Color Photographs of Street Scenes of Berkeley and Oakland, California in the 1970s

When Richard Friedman came to Berkeley from Greenwich Village in 1968 to take a job at the Lawrence Berkeley Lab, it took a while for his eyes to adjust. One of the first photographs he took in the city shows a street with the hills rising behind it.

Friedman continued to take pictures, many of which, with the benefit of hindsight, have taken on historical significance. There are dramatic shots of People’s Park in the immediate aftermath of the 1969 riots when the military took over. There’s a photograph of Moe Moscowitz, cigar hanging from his mouth, at the counter of his eponymous bookstore in 1975. There’s counterculture in full bloom at the Berkeley Folk Festival in Live Oak Park in 1970, and there are several pictures of Caffé Espresso at Hearst and Euclid, where Friedman would spend many a happy hour in his early years in the city. “Long gone and very much missed,” he says.

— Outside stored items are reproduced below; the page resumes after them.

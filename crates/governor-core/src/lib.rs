//! # governor-core
//!
//! Deterministic control-plane state for the cascade governor.
//!
//! This crate answers one question for every outbound API call made by a
//! cascade: may this call proceed right now?
//!
//! ## Key Guarantees
//!
//! 1. **Per-API quotas**: no API is admitted more often than its
//!    per-minute and per-hour ceilings over any rolling window
//! 2. **Failure isolation**: every (cascade, API) pair has its own
//!    circuit breaker, so one misbehaving cascade never blocks others
//! 3. **Observable degradation**: every denial and failure increments a
//!    counter that surfaces in the metrics snapshot
//! 4. **No I/O**: nothing here blocks, sleeps or performs network calls
//!
//! ## Example
//!
//! ```rust,ignore
//! use governor_core::{AdmissionController, GovernorConfig};
//!
//! let controller = AdmissionController::from_config(&GovernorConfig::default());
//!
//! let decision = controller.request_permission("cascade_1", "github")?;
//! if decision.allowed {
//!     // call GitHub outside of any governor lock
//!     controller.record_result("cascade_1", "github", true, "")?;
//! }
//! ```

pub mod admission;
pub mod cascade;
pub mod circuit_breaker;
pub mod clock;
pub mod config;
pub mod counters;
pub mod health;
pub mod metrics;
pub mod quota;

// Re-export main types at crate root
pub use admission::{AdmissionController, DenialReason, PermissionDecision};
pub use cascade::{Cascade, CascadeId, CascadeIdGenerator, CascadeSpec, CascadeStatus, Priority};
pub use circuit_breaker::{
    BreakerCounts, BreakerKey, BreakerRegistry, BreakerView, CircuitBreaker,
    CircuitBreakerConfig, CircuitState, CircuitStatus,
};
pub use clock::{Clock, ManualClock, SystemClock};
pub use config::{
    ClientConfig, ConfigError, FallbackPolicy, GovernorConfig, OutcomeConfig, ProcessorConfig,
    TelemetryConfig,
};
pub use counters::{CounterSnapshot, Counters};
pub use health::{HealthPolicy, HealthSignals, HealthVerdict, PauseReason};
pub use metrics::{CascadeCounts, MetricsSnapshot};
pub use quota::{ApiLimits, Quota, QuotaTracker, QuotaUsage};

use thiserror::Error;

/// Errors raised synchronously for call-site programming mistakes.
///
/// Admission denials are not errors; they come back as a
/// [`PermissionDecision`] with `allowed == false`.
#[derive(Error, Debug, Clone, PartialEq, Eq)]
pub enum GovernorError {
    #[error("Unknown API: '{0}'")]
    UnknownApi(String),

    #[error("Invalid cascade spec: {0}")]
    InvalidCascade(String),

    #[error("Invalid cascade id: {0}")]
    InvalidCascadeId(String),
}
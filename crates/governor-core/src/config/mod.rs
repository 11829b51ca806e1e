//! Governor configuration.
//!
//! Configuration files are YAML or JSON, validated against an embedded
//! JSON Schema before they are deserialised. This module holds the typed
//! configuration and the file parser.

mod parser;

pub use parser::{is_valid_api_name, schema_violations, ConfigError};

use serde::{Deserialize, Serialize};
use std::collections::BTreeMap;
use std::path::PathBuf;
use std::time::Duration;

use crate::circuit_breaker::CircuitBreakerConfig;
use crate::health::HealthPolicy;
use crate::quota::ApiLimits;

/// Durations as whole seconds or humantime strings (`"60s"`, `"1m 30s"`).
pub(crate) mod duration_serde {
    use serde::{de, Deserialize, Deserializer, Serializer};
    use std::time::Duration;

    #[derive(Deserialize)]
    #[serde(untagged)]
    enum RawDuration {
        Seconds(u64),
        Text(String),
    }

    pub fn serialize<S>(duration: &Duration, serializer: S) -> Result<S::Ok, S::Error>
    where
        S: Serializer,
    {
        serializer.serialize_str(&humantime::format_duration(*duration).to_string())
    }

    pub fn deserialize<'de, D>(deserializer: D) -> Result<Duration, D::Error>
    where
        D: Deserializer<'de>,
    {
        match RawDuration::deserialize(deserializer)? {
            RawDuration::Seconds(secs) => Ok(Duration::from_secs(secs)),
            RawDuration::Text(text) => humantime::parse_duration(text.trim()).map_err(de::Error::custom),
        }
    }
}

/// Complete governor configuration.
#[derive(Debug, Clone, PartialEq, Serialize, Deserialize)]
#[serde(default)]
pub struct GovernorConfig {
    /// Known APIs and their ceilings
    pub apis: BTreeMap<String, ApiLimits>,

    pub circuit_breaker: CircuitBreakerConfig,
    pub processor: ProcessorConfig,
    pub telemetry: TelemetryConfig,
    pub outcomes: OutcomeConfig,
    pub client: ClientConfig,
}

impl Default for GovernorConfig {
    fn default() -> Self {
        Self {
            apis: default_apis(),
            circuit_breaker: CircuitBreakerConfig::default(),
            processor: ProcessorConfig::default(),
            telemetry: TelemetryConfig::default(),
            outcomes: OutcomeConfig::default(),
            client: ClientConfig::default(),
        }
    }
}

/// The APIs cascades called before per-deployment configuration existed.
pub fn default_apis() -> BTreeMap<String, ApiLimits> {
    [
        ("charityapi", ApiLimits::new(10, 500)),
        ("airtable", ApiLimits::new(100, 5000)),
        ("github", ApiLimits::new(60, 5000)),
        ("perplexity", ApiLimits::new(20, 1000)),
        ("openai", ApiLimits::new(60, 3000)),
    ]
    .into_iter()
    .map(|(name, limits)| (name.to_string(), limits))
    .collect()
}

/// Processor loop settings and the health policy it enforces.
#[derive(Debug, Clone, PartialEq, Serialize, Deserialize)]
#[serde(default)]
pub struct ProcessorConfig {
    #[serde(flatten)]
    pub health: HealthPolicy,

    /// How long a dequeue waits before re-checking health while idle
    #[serde(with = "duration_serde")]
    pub poll_interval: Duration,

    /// Sleep after re-queueing a cascade under backpressure
    #[serde(with = "duration_serde")]
    pub pause_backoff: Duration,
}

impl Default for ProcessorConfig {
    fn default() -> Self {
        Self {
            health: HealthPolicy::default(),
            poll_interval: Duration::from_secs(1),
            pause_backoff: Duration::from_secs(5),
        }
    }
}

#[derive(Debug, Clone, PartialEq, Serialize, Deserialize)]
#[serde(default)]
pub struct TelemetryConfig {
    #[serde(with = "duration_serde")]
    pub interval: Duration,

    /// JSON file rewritten on every tick
    pub metrics_path: Option<PathBuf>,
}

impl Default for TelemetryConfig {
    fn default() -> Self {
        Self {
            interval: Duration::from_secs(30),
            metrics_path: None,
        }
    }
}

/// Retention of finished cascade outcomes for status lookups.
#[derive(Debug, Clone, PartialEq, Serialize, Deserialize)]
#[serde(default)]
pub struct OutcomeConfig {
    #[serde(with = "duration_serde")]
    pub retention: Duration,
    pub capacity: u64,
}

impl Default for OutcomeConfig {
    fn default() -> Self {
        Self {
            retention: Duration::from_secs(600),
            capacity: 10_000,
        }
    }
}

/// What a client does when the governor cannot be reached.
#[derive(Debug, Clone, Copy, PartialEq, Eq, Default, Serialize, Deserialize)]
#[serde(rename_all = "snake_case")]
pub enum FallbackPolicy {
    /// Allow the call and log a warning
    #[default]
    FailOpen,

    /// Deny the call
    FailClosed,
}

/// Client-side behaviour.
#[derive(Debug, Clone, PartialEq, Serialize, Deserialize)]
#[serde(default)]
pub struct ClientConfig {
    pub fallback: FallbackPolicy,

    /// Extra attempts after a rate-limit denial (0 disables retrying)
    pub rate_limit_retries: usize,

    #[serde(with = "duration_serde")]
    pub retry_min_delay: Duration,

    #[serde(with = "duration_serde")]
    pub retry_max_delay: Duration,
}

impl Default for ClientConfig {
    fn default() -> Self {
        Self {
            fallback: FallbackPolicy::FailOpen,
            rate_limit_retries: 0,
            retry_min_delay: Duration::from_secs(1),
            retry_max_delay: Duration::from_secs(30),
        }
    }
}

(Photographs © Richard Friedman, via Berkeleyside)

3 comments:

  1. from 3:00 it is clearly images from Munich...

    ReplyDelete
  2. Fascinating, and still completely captivating after all these years.

    ReplyDelete
  3. That's a picture of San Francisco Bay taken from the Berkeley Hills above the University of California. That is Berkeley in the foreground.

    The view is looking west through the Golden Gate and shows (L to R) Yerba Buena, Alcatraz, and Angel Islands.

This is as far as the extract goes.